Landlord tenant lawsuits are more common than we think and it's better to be prepared than caught unaware. Sometimes it is the tenant bringing on the lawsuit, while other times it is the landlord that must step in and take action. Although there are a plethora of reasons why a lawsuit may arise, there are a few things you must know about landlord tenant lawsuits to protect yourself.
1. Tenant safety
As a landlord, it is up to you to make sure everything in the apartment or home is up to par to maintain the safety of the tenant prior to them moving in. This includes updating appliances, changing the locks from previous tenants, and even applying specific rules and regulations prior to their acceptance. If a tenant credit report shows delinquent activity, it is up to you to decline their application rather than running the risk of them living there and missing payments.

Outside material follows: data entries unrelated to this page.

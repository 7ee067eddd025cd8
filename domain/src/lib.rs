//! Domain layer for agendai
//!
//! This crate contains the core types of the scheduling assistant. It has no
//! dependencies on infrastructure or presentation concerns.
//!
//! # Core Concepts
//!
//! - **Tool catalog**: the fixed set of operations the language model may
//!   request, with explicit parameter kinds and required sets
//! - **Conversation turns**: the append-only history of one model exchange
//! - **Extraction**: turning a raw model response into tool invocations
//! - **Prompts**: per-intent instructions plus serialized request context

pub mod config;
pub mod interaction;
pub mod prompt;
pub mod session;
pub mod tool;
pub mod util;

// Re-export commonly used types
pub use config::{ConfigIssue, ConfigIssueCode, Severity};
pub use interaction::{Language, WebhookReply, WebhookRequest};
pub use prompt::{Intent, IntentPromptTemplate, PromptBuilder, PromptError};
pub use session::{
    extractor::{ExtractError, ToolCallExtractor},
    response::{Candidate, Content, FunctionCall, Part, ResponseTurn},
    settings::{GenerationSettings, SettingsError},
    turn::{ConversationTurn, Role},
};
pub use tool::{
    catalog::{CatalogError, ToolCatalog},
    invocation::ToolInvocation,
    scheduling::scheduling_catalog,
    schema::{ParameterKind, ParameterSpec, ToolSchema},
    validation::{ArgumentError, validate_arguments},
};
//! Tool domain
//!
//! Schemas of the operations the language model may request, the catalog that
//! holds them, and validation of requested invocations.

pub mod catalog;
pub mod invocation;
pub mod scheduling;
pub mod schema;
pub mod validation;
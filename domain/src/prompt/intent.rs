//! Dialogue intents recognized by the orchestrator

use std::str::FromStr;

/// Intent names as configured in the dialogue agent.
///
/// Names that are not recognized map to [`Intent::Other`] and get a generic
/// instruction, they are never rejected.
#[derive(Debug, Clone, PartialEq, Eq, Hash)]
pub enum Intent {
    /// Professional sets working days and hours
    ConfigureAvailability,
    /// Professional sets the free-cancellation window and fee
    ConfigureCancellationPolicy,
    /// Client asks for a booking and wants available slots
    RequestBooking,
    /// Client picks one slot; a pending event is created
    SelectSpecificTime,
    /// Professional confirms or rejects a pending booking
    ManagePendingRequest,
    /// Professional lists the day's appointments
    QueryAgenda,
    /// Client wants to cancel a booking
    RequestCancellation,
    Other(String),
}

impl Intent {
    pub fn as_str(&self) -> &str {
        match self {
            Intent::ConfigureAvailability => "configurar_disponibilidade",
            Intent::ConfigureCancellationPolicy => "configurar_politica_cancelamento",
            Intent::RequestBooking => "solicitar_agendamento",
            Intent::SelectSpecificTime => "selecionar_horario_especifico",
            Intent::ManagePendingRequest => "gerenciar_pedido_pendente",
            Intent::QueryAgenda => "consultar_agenda",
            Intent::RequestCancellation => "solicitar_cancelamento",
            Intent::Other(name) => name,
        }
    }

    pub fn is_known(&self) -> bool {
        !matches!(self, Intent::Other(_))
    }
}

impl FromStr for Intent {
    type Err = std::convert::Infallible;

    fn from_str(s: &str) -> Result<Self, Self::Err> {
        Ok(match s.trim() {
            "configurar_disponibilidade" => Intent::ConfigureAvailability,
            "configurar_politica_cancelamento" => Intent::ConfigureCancellationPolicy,
            "solicitar_agendamento" => Intent::RequestBooking,
            "selecionar_horario_especifico" => Intent::SelectSpecificTime,
            "gerenciar_pedido_pendente" => Intent::ManagePendingRequest,
            "consultar_agenda" => Intent::QueryAgenda,
            "solicitar_cancelamento" => Intent::RequestCancellation,
            other => Intent::Other(other.to_string()),
        })
    }
}

impl std::fmt::Display for Intent {
    fn fmt(&self, f: &mut std::fmt::Formatter<'_>) -> std::fmt::Result {
        write!(f, "{}", self.as_str())
    }
}

#[cfg(test)]
mod tests {
    use super::*;

    #[test]
    fn test_round_trip_known_names() {
        for intent in [
            Intent::ConfigureAvailability,
            Intent::ConfigureCancellationPolicy,
            Intent::RequestBooking,
            Intent::SelectSpecificTime,
            Intent::ManagePendingRequest,
            Intent::QueryAgenda,
            Intent::RequestCancellation,
        ] {
            let parsed: Intent = intent.as_str().parse().unwrap();
            assert_eq!(parsed, intent);
            assert!(parsed.is_known());
        }
    }

    #[test]
    fn test_unknown_name_is_other() {
        let intent: Intent = "saudacao".parse().unwrap();
        assert_eq!(intent, Intent::Other("saudacao".to_string()));
        assert!(!intent.is_known());
        assert_eq!(intent.to_string(), "saudacao");
    }
}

As a tenant, it is your responsibility to inform the landlord of any problems upon moving in as well as throughout the time you live there. Conducting a thorough walk-through and taking photos of the place before moving in can reduce the risk of you as a tenant getting in trouble for things that were already wrong.
2. Disclosure upfront before move in
The next thing to keep in mind to avoid landlord tenant lawsuits is to be upfront about anything and everything when moving in. As the landlord, you want to let the tenant know what kinds of upgrades will be made and what problematic areas they need to keep an eye on. This way if something were to go wrong, the tenant can quickly notify you and allow you to correct it.

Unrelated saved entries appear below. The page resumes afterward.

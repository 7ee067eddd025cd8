//! Argument validation against a tool schema.
//!
//! Runs before any invocation reaches an executor. Model output is untrusted:
//! missing required fields, values outside an enumeration, wrongly typed values
//! and undeclared parameters are all rejected.

use super::schema::{ParameterKind, ToolSchema};
use serde_json::{Map, Value};
use thiserror::Error;

/// Reasons an invocation's arguments are rejected
#[derive(Error, Debug, Clone, PartialEq, Eq)]
pub enum ArgumentError {
    #[error("Unknown tool: {0}")]
    UnknownTool(String),

    #[error("Tool '{tool}' is missing required parameter '{parameter}'")]
    MissingRequired { tool: String, parameter: String },

    #[error("Tool '{tool}' does not declare parameter '{parameter}'")]
    UnknownParameter { tool: String, parameter: String },

    #[error("Tool '{tool}' parameter '{parameter}' must be {expected}")]
    InvalidType {
        tool: String,
        parameter: String,
        expected: String,
    },

    #[error("Tool '{tool}' parameter '{parameter}' has value '{value}', expected one of [{}]", .allowed.join(", "))]
    NotAllowed {
        tool: String,
        parameter: String,
        value: String,
        allowed: Vec<String>,
    },
}

/// Validate `arguments` against `schema`.
///
/// A `null` value counts as absent: it fails a required parameter and is
/// accepted for an optional one.
pub fn validate_arguments(schema: &ToolSchema, arguments: &Map<String, Value>) -> Result<(), ArgumentError> {
    for required in &schema.required {
        match arguments.get(required) {
            None | Some(Value::Null) => {
                return Err(ArgumentError::MissingRequired {
                    tool: schema.name.clone(),
                    parameter: required.clone(),
                });
            }
            Some(_) => {}
        }
    }

    for (key, value) in arguments {
        let Some(param) = schema.parameter(key) else {
            return Err(ArgumentError::UnknownParameter {
                tool: schema.name.clone(),
                parameter: key.clone(),
            });
        };
        if value.is_null() {
            continue;
        }
        check_kind(&schema.name, key, &param.kind, value)?;
    }

    Ok(())
}

fn check_kind(tool: &str, parameter: &str, kind: &ParameterKind, value: &Value) -> Result<(), ArgumentError> {
    let type_ok = match kind {
        ParameterKind::String | ParameterKind::Enum { .. } => value.is_string(),
        ParameterKind::Object => value.is_object(),
        ParameterKind::Number => value.is_number(),
        // JSON transports often encode whole numbers as floats (3.0)
        ParameterKind::Integer => value.as_f64().is_some_and(|f| f.fract() == 0.0),
        ParameterKind::Boolean => value.is_boolean(),
    };
    if !type_ok {
        return Err(ArgumentError::InvalidType {
            tool: tool.to_string(),
            parameter: parameter.to_string(),
            expected: kind.json_type().to_string(),
        });
    }

    if let (ParameterKind::Enum { values }, Some(s)) = (kind, value.as_str())
        && !values.iter().any(|v| v == s)
    {
        return Err(ArgumentError::NotAllowed {
            tool: tool.to_string(),
            parameter: parameter.to_string(),
            value: s.to_string(),
            allowed: values.clone(),
        });
    }

    Ok(())
}

#[cfg(test)]
mod tests {
    use super::*;
    use crate::tool::schema::ParameterSpec;
    use serde_json::json;

    fn schema() -> ToolSchema {
        ToolSchema::new("create_calendar_event", "Create event")
            .with_required(ParameterSpec::string("professional_id", "Owner"))
            .with_required(ParameterSpec::string("summary", "Title"))
            .with_required(ParameterSpec::enumeration(
                "status",
                "Status",
                ["pending", "confirmed"],
            ))
            .with_parameter(ParameterSpec::string("client_email", "Email"))
            .with_parameter(ParameterSpec::new("slots", "Count", ParameterKind::Integer))
            .with_parameter(ParameterSpec::object("extra", "Extra data"))
    }

    fn args(value: Value) -> Map<String, Value> {
        value.as_object().cloned().unwrap()
    }

    #[test]
    fn test_valid_arguments() {
        let a = args(json!({
            "professional_id": "prof123",
            "summary": "Corte - Ana",
            "status": "pending",
            "slots": 2.0,
            "extra": {"k": 1},
            "client_email": null
        }));
        assert!(validate_arguments(&schema(), &a).is_ok());
    }

    #[test]
    fn test_missing_required() {
        let a = args(json!({"professional_id": "prof123", "status": "pending"}));
        assert_eq!(
            validate_arguments(&schema(), &a),
            Err(ArgumentError::MissingRequired {
                tool: "create_calendar_event".to_string(),
                parameter: "summary".to_string(),
            })
        );
    }

    #[test]
    fn test_null_required_counts_as_missing() {
        let a = args(json!({"professional_id": null, "summary": "x", "status": "pending"}));
        assert!(matches!(
            validate_arguments(&schema(), &a),
            Err(ArgumentError::MissingRequired { parameter, .. }) if parameter == "professional_id"
        ));
    }

    #[test]
    fn test_enum_violation() {
        let a = args(json!({"professional_id": "p", "summary": "x", "status": "maybe"}));
        let err = validate_arguments(&schema(), &a).unwrap_err();
        assert!(matches!(err, ArgumentError::NotAllowed { ref value, .. } if value == "maybe"));
        assert!(err.to_string().contains("pending, confirmed"));
    }

    #[test]
    fn test_type_mismatch() {
        let a = args(json!({"professional_id": 42, "summary": "x", "status": "pending"}));
        assert!(matches!(
            validate_arguments(&schema(), &a),
            Err(ArgumentError::InvalidType { parameter, .. }) if parameter == "professional_id"
        ));

        let a = args(json!({"professional_id": "p", "summary": "x", "status": "pending", "slots": 1.5}));
        assert!(matches!(
            validate_arguments(&schema(), &a),
            Err(ArgumentError::InvalidType { parameter, .. }) if parameter == "slots"
        ));
    }

    #[test]
    fn test_undeclared_parameter() {
        let a = args(json!({"professional_id": "p", "summary": "x", "status": "pending", "phone": "555"}));
        assert!(matches!(
            validate_arguments(&schema(), &a),
            Err(ArgumentError::UnknownParameter { parameter, .. }) if parameter == "phone"
        ));
    }
}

As a tenant, it is imperative you are honest and upfront on your application. This includes everything from your income to your criminal history to your rental history. If you say on the application you have never had a felony and the landlord finds out down the road that you have, eviction and even a lawsuit is possible.
3. Discrimination law
The final thing to think about with a tenant landlord lawsuit is the discrimination law. As a landlord, you may have it in your head that it is your property and you can rent to whomever you like. And while this is a reasonable, there are legal limits on this decision. You cannot base your decisions on race, religion or any other categories that tenant laws protect.
There are some states and local laws that even go as far as to say you cannot base your decision off of marital status, sexual orientation, presence of children and age. As long as you are not discriminating against any of these issues, you can essentially rent to whomever you like. And if you do discriminate, it is time to get a lawyer as you can face a large charge with a landlord tenant lawsuit.